A Klee painting named ‘Angelus Novus’ shows an angel looking as though he is about to move away from something he is fixedly contemplating. His eyes are staring, his mouth is open, his wings are spread. This is how one pictures the angel of history. His face is turned toward the past. Where we perceive a chain of events, he sees one single catastrophe which keeps piling wreckage and hurls it in front of his feet. The angel would like to stay, awaken the dead, and make whole what has been smashed. But a storm is blowing in from Paradise; it has got caught in his wings with such a violence that the angel can no longer close them. The storm irresistibly propels him into the future to which his back is turned, while the pile of debris before him grows skyward. This storm is what we call progress.

 

The original Creator, who saw on the seventh day that everything was “very good”, has become here an angel of history regarding his own catastrophe. But it is of utmost importance that the angel is no longer really involved. He is not moved by the storm, but is even prevented from flying away. He is distinguished less by an action than by an act of looking.

Something of today’s televisual worlds seems to come true in this “regarding”. On 29th August the USA remembered the devastating hurricane “Katrina”, which one year ago reached New Orleans, ravaged the city and killed around 1500 people. Yet “Katrina” was no isolated case, for in the past year the Caribbean and the USA have experienced one of the most devastating hurricane seasons of all times. The tsunami in the Far East or the terror attacks on the WTC and their consequences could also be mentioned in the same breath: we look back in these turbulent times to one single catastrophe. This has also come to apply for the future. Meteorologists are predicting a very active hurricane season for 2006 with eight to ten serious storms.

In his Arcades Project, Walter Benjamin coined a concise formulation for this catastrophe-laden vision of the future as well: “The concept of progress must be grounded in the idea of catastrophe. That things are “status quo” is the catastrophe. It is not an ever present possibility but the given in each case.” (Arcades Project N 9 a, 1)

In a certain manner, therefore, the spirit of our times manifests itself in present catastrophes. Just as the gentle gust can be an impulse for a movement, the turbulence of time finds expression in a growing number of catastrophes. These events are, so to speak, the rhythm of acceleration. If a long time passes without a catastrophe, a long time passes without anything at all.

When Benjamin recorded his observations, television did not yet exist, and there were also no private broadcasters driven to elevate every event to a status of a catastrophe. It is all the more astonishing that, today, a large proportion of the world’s population sits in front of the television like the angel of history in Benjamin’s description. A violent storm of catastrophic images emerges from the box to confront them, rendering them incapable of getting up and looking away.

Therefore, to conclude, just one small gust of wind in the opposing direction of the turbulence of time. The biggest collective television event was, without doubt, September 11 2001. Innumerable people across the world followed the events live.

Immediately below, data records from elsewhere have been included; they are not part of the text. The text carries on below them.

//! Scaling rule engine.
//!
//! Holds the threshold rules of every component and evaluates them
//! against the latest readings. A rule fires at most once per tick and
//! never while cooling down. The cooldown starts only once a decision
//! from the rule is applied, so a proposal that is discarded or dropped
//! on a cap is proposed again next tick. Rules that fail validation at
//! load time are disabled and the rest keep running.

use std::collections::{BTreeMap, HashMap, HashSet, VecDeque};

use tracing::{debug, warn};

use loadpilot_state::{
    ComponentCapacity, ComponentId, ComponentMetrics, ComponentScalingPolicy, ResourceType,
    ResourceVector, ScaleDirection, ScalingAction, ScalingRule, ScalingStrategy, TriggerType,
};

use crate::error::ScalingError;

/// Readings kept per `(component, trigger)` for trend extrapolation.
const TREND_SAMPLES: usize = 5;

/// Latest observable values of one component.
#[derive(Debug, Clone, Default, PartialEq)]
pub struct ComponentReading {
    /// Utilization in percent per resource.
    pub utilization: ResourceVector,
    pub load_percent: f64,
    pub latency_ms: f64,
    pub throughput: f64,
    pub error_rate: f64,
}

impl ComponentReading {
    pub fn new(capacity: &ComponentCapacity, metrics: Option<&ComponentMetrics>) -> Self {
        Self {
            utilization: capacity.current_utilization,
            load_percent: capacity.load_percent(),
            latency_ms: metrics.map_or(0.0, |m| m.avg_latency_ms),
            throughput: metrics.map_or(0.0, |m| m.throughput),
            error_rate: metrics.map_or(0.0, ComponentMetrics::error_rate),
        }
    }

    pub fn value(&self, trigger: TriggerType) -> f64 {
        match trigger {
            TriggerType::Cpu => self.utilization.get(ResourceType::Cpu),
            TriggerType::Memory => self.utilization.get(ResourceType::Memory),
            TriggerType::Network => self.utilization.get(ResourceType::Network),
            TriggerType::Storage => self.utilization.get(ResourceType::Storage),
            TriggerType::Latency => self.latency_ms,
            TriggerType::Throughput => self.throughput,
            TriggerType::ErrorRate => self.error_rate,
            TriggerType::TaskLoad => self.load_percent,
        }
    }
}

/// A rule that crossed one of its thresholds.
#[derive(Debug, Clone, PartialEq)]
pub struct RuleTrigger {
    pub rule_id: String,
    pub component: ComponentId,
    pub trigger: TriggerType,
    pub resource: ResourceType,
    pub action: ScalingAction,
    pub direction: ScaleDirection,
    /// Raw reading.
    pub observed: f64,
    /// Value compared against the threshold (trend-adjusted for
    /// predictive strategies).
    pub value: f64,
    pub threshold: f64,
    /// Multiplicative allocation step.
    pub step: f64,
    pub min_value: f64,
    pub max_value: f64,
    pub cooldown_secs: u64,
    /// Unix timestamp (seconds) of the evaluation.
    pub at: u64,
}

#[derive(Default)]
pub struct RuleEngine {
    rules: BTreeMap<ComponentId, Vec<ScalingRule>>,
    strategies: HashMap<ComponentId, ScalingStrategy>,
    samples: HashMap<(ComponentId, TriggerType), VecDeque<f64>>,
}

impl RuleEngine {
    pub fn new() -> Self {
        Self::default()
    }

    /// Install a component's rules, disabling the misconfigured ones.
    ///
    /// A second rule on an already-covered trigger is misconfigured too:
    /// one rule per `(component, trigger)`.
    pub fn load_policy(&mut self, policy: &ComponentScalingPolicy) -> Vec<ScalingError> {
        let mut errors = Vec::new();
        let mut seen = HashSet::new();
        let mut rules = Vec::with_capacity(policy.rules.len());

        for rule in &policy.rules {
            let mut rule = rule.clone();
            let problem = if !rule.enabled {
                None
            } else if let Some(reason) = rule.misconfiguration() {
                Some(reason)
            } else if !seen.insert(rule.trigger) {
                Some(format!("another rule already covers trigger {}", rule.trigger))
            } else {
                None
            };

            if let Some(reason) = problem {
                warn!(component = %policy.component, rule = %rule.id, %reason, "scaling rule disabled");
                rule.enabled = false;
                errors.push(ScalingError::RuleMisconfigured {
                    rule: rule.id.clone(),
                    reason,
                });
            }
            rules.push(rule);
        }

        self.strategies
            .insert(policy.component.clone(), policy.strategy);
        self.rules.insert(policy.component.clone(), rules);
        errors
    }

    pub fn rules(&self, component: &str) -> &[ScalingRule] {
        self.rules.get(component).map_or(&[], Vec::as_slice)
    }

    pub fn components(&self) -> Vec<ComponentId> {
        self.rules.keys().cloned().collect()
    }

    /// Evaluate one component's enabled rules against a reading.
    pub fn evaluate(
        &mut self,
        component: &str,
        reading: &ComponentReading,
        now: u64,
    ) -> Vec<RuleTrigger> {
        let strategy = self
            .strategies
            .get(component)
            .copied()
            .unwrap_or_default();
        let Some(rules) = self.rules.get(component) else {
            return Vec::new();
        };

        let mut fired = Vec::new();
        for rule in rules.iter().filter(|r| r.enabled) {
            let observed = reading.value(rule.trigger);
            let samples = self
                .samples
                .entry((component.to_string(), rule.trigger))
                .or_default();
            samples.push_back(observed);
            while samples.len() > TREND_SAMPLES {
                samples.pop_front();
            }
            let value = if strategy.uses_trend() {
                extrapolate(samples)
            } else {
                observed
            };

            if rule.in_cooldown(now) {
                debug!(component, rule = %rule.id, "rule cooling down");
                continue;
            }

            let (action, threshold) = if value > rule.scale_up_threshold {
                (rule.scale_up_action, rule.scale_up_threshold)
            } else if value < rule.scale_down_threshold {
                (rule.scale_down_action, rule.scale_down_threshold)
            } else {
                continue;
            };
            let Some(direction) = action.direction() else {
                continue;
            };
            let step = match direction {
                ScaleDirection::Up => rule.scale_up_step,
                ScaleDirection::Down => rule.scale_down_step,
            };

            debug!(component, rule = %rule.id, value, threshold, ?direction, "rule fired");
            fired.push(RuleTrigger {
                rule_id: rule.id.clone(),
                component: component.to_string(),
                trigger: rule.trigger,
                resource: rule.resource,
                action,
                direction,
                observed,
                value,
                threshold,
                step,
                min_value: rule.min_value,
                max_value: rule.max_value,
                cooldown_secs: rule.cooldown_secs,
                at: now,
            });
        }
        fired
    }

    /// Start the cooldown of the rule behind an applied decision.
    pub fn mark_applied(&mut self, component: &str, trigger: TriggerType, now: u64) {
        let rule = self
            .rules
            .get_mut(component)
            .and_then(|rules| rules.iter_mut().find(|r| r.enabled && r.trigger == trigger));
        if let Some(rule) = rule {
            rule.last_triggered = Some(now);
        }
    }
}

/// Latest sample plus the mean per-sample change across the window.
fn extrapolate(samples: &VecDeque<f64>) -> f64 {
    let (Some(first), Some(last)) = (samples.front(), samples.back()) else {
        return 0.0;
    };
    if samples.len() < 2 {
        return *last;
    }
    let slope = (last - first) / (samples.len() - 1) as f64;
    (last + slope).max(0.0)
}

Precisely at this juncture, the fifth anniversary of the event, there is a renewed torrent of commentaries, analyses and interpretations. Did any reporter, five years ago, think for one breath of a second to switch off the cameras and TV stations? This simple concept appears inconceivable. But this is not intended to be an accusation against the television companies, since every single television set also has an on/off switch. I have frequently heard people talking about when and where they switched on the television on September 11 – I have not learned, to this day, when they switched it off again.